When it comes to paying off student loan costs, every little bit helps. The loan principal isn’t tax deductible, but fortunately the interest on it may be. Whether the interest is deductible will depend on the kind of loan you’ve received: it must fall under the Canada Students Loan Act, the Canada Student Financial Assistance Act, the Apprentice Loan Act or similar provincial laws. If you can deduct, you’re allowed to claim any interest paid on the loan within the preceding five years. Consider putting any tax savings back on the loan to get the bill down faster.

Make a move on your moving expense.

Moving to a new job in a new city is stressful enough, but the hefty moving expenses can make the change that much more overwhelming. On the positive side, there is some relief: salaried workers, the self-employed and students can deduct any travel expenses incurred when moving at least 40 kilometres closer to a new work location or post-secondary school on a full-time basis. You can claim meals, vehicle expenses and hotel fees for up to 15 days, as well as the cost of cancelling your lease, or costs such as legal fees and real estate commissions related to selling your old home and buying a new one.

Submit adoption expenses.

There are all kinds of ways to start a family, and all types of deductions to help. If you’ve adopted a child, you can claim a refundable tax credit for your adoption expenses. The maximum claimable amount for each child can be split in any way with your spouse or common-law partner, provided the total is not more than the maximum claimable amount for the year. Claimable expenses include adoption fees paid to an agency, court costs, travel and living expenses related to the adoption, and document translation fees, among others.

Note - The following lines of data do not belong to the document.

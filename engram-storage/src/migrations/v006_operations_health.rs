//! v006: operation_progress and schema_health tables.

use rusqlite::Connection;

use engram_core::errors::EngramResult;

use crate::to_storage_err;

pub fn migrate(conn: &Connection) -> EngramResult<()> {
    conn.execute_batch(
        "
        CREATE TABLE IF NOT EXISTS operation_progress (
            id              INTEGER PRIMARY KEY AUTOINCREMENT,
            operation_type  TEXT NOT NULL,
            scope           TEXT NOT NULL DEFAULT '',
            status          TEXT NOT NULL DEFAULT 'running',
            total_items     INTEGER NOT NULL DEFAULT 0,
            processed_items INTEGER NOT NULL DEFAULT 0,
            checkpoint_data TEXT,
            started_at      TEXT NOT NULL DEFAULT (strftime('%Y-%m-%dT%H:%M:%fZ', 'now')),
            completed_at    TEXT
        );

        CREATE INDEX IF NOT EXISTS idx_operation_status ON operation_progress(status);

        CREATE TABLE IF NOT EXISTS schema_health (
            id                 INTEGER PRIMARY KEY AUTOINCREMENT,
            checked_at         TEXT NOT NULL DEFAULT (strftime('%Y-%m-%dT%H:%M:%fZ', 'now')),
            schema_version     INTEGER NOT NULL,
            validation_status  TEXT NOT NULL,
            issues_json        TEXT NOT NULL DEFAULT '[]',
            table_counts_json  TEXT NOT NULL DEFAULT '{}'
        );
        ",
    )
    .map_err(|e| to_storage_err(e.to_string()))?;
    Ok(())
}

Take advantage of the Canada Training Credit (CTC).

Created in 2019, this refundable credit helps Canadians cover the cost of eligible training fees from courses taken at universities, colleges and other qualified educational institutions. To take advantage of the credit, you must be between ages 26 and 65, your total working income must be more than $10,100, and your individual net income mustn’t exceed $150,473. The credit accumulates at a rate of $250 per year, up to a lifetime amount limit of $5,000 (20 years, or until you turn age 65). You only get this benefit if you file a tax return. As of 2022, every eligible Canadian will have accumulated $750.

Review your income tax bracket.

Everyone who pays tax has at least some understanding of income tax brackets: if you make more than a certain amount, you pay more tax. But what many people don’t know is that income tax brackets can change year to year, because they’re tied to inflation. That’s not a bad thing – in 2023, for instance, federal income tax brackets climbed by 6.3%. If you made the same as you did last year, you could end up paying less tax depending on your income level. Figuring out income tax rates can be complicated: it’s calculated by tiers of income, so it’s not as simple as saying, “I made $300,000 and half goes to tax.” So talk to a professional to help you figure it out. It’s good to know your rate so you can get the most out of your tax deductions and financial planning.

There are plenty of other credits and deductions to take advantage of, but these are the most frequently overlooked. While none of them are the equivalent of winning the lottery, they can at least lighten your tax return load each year.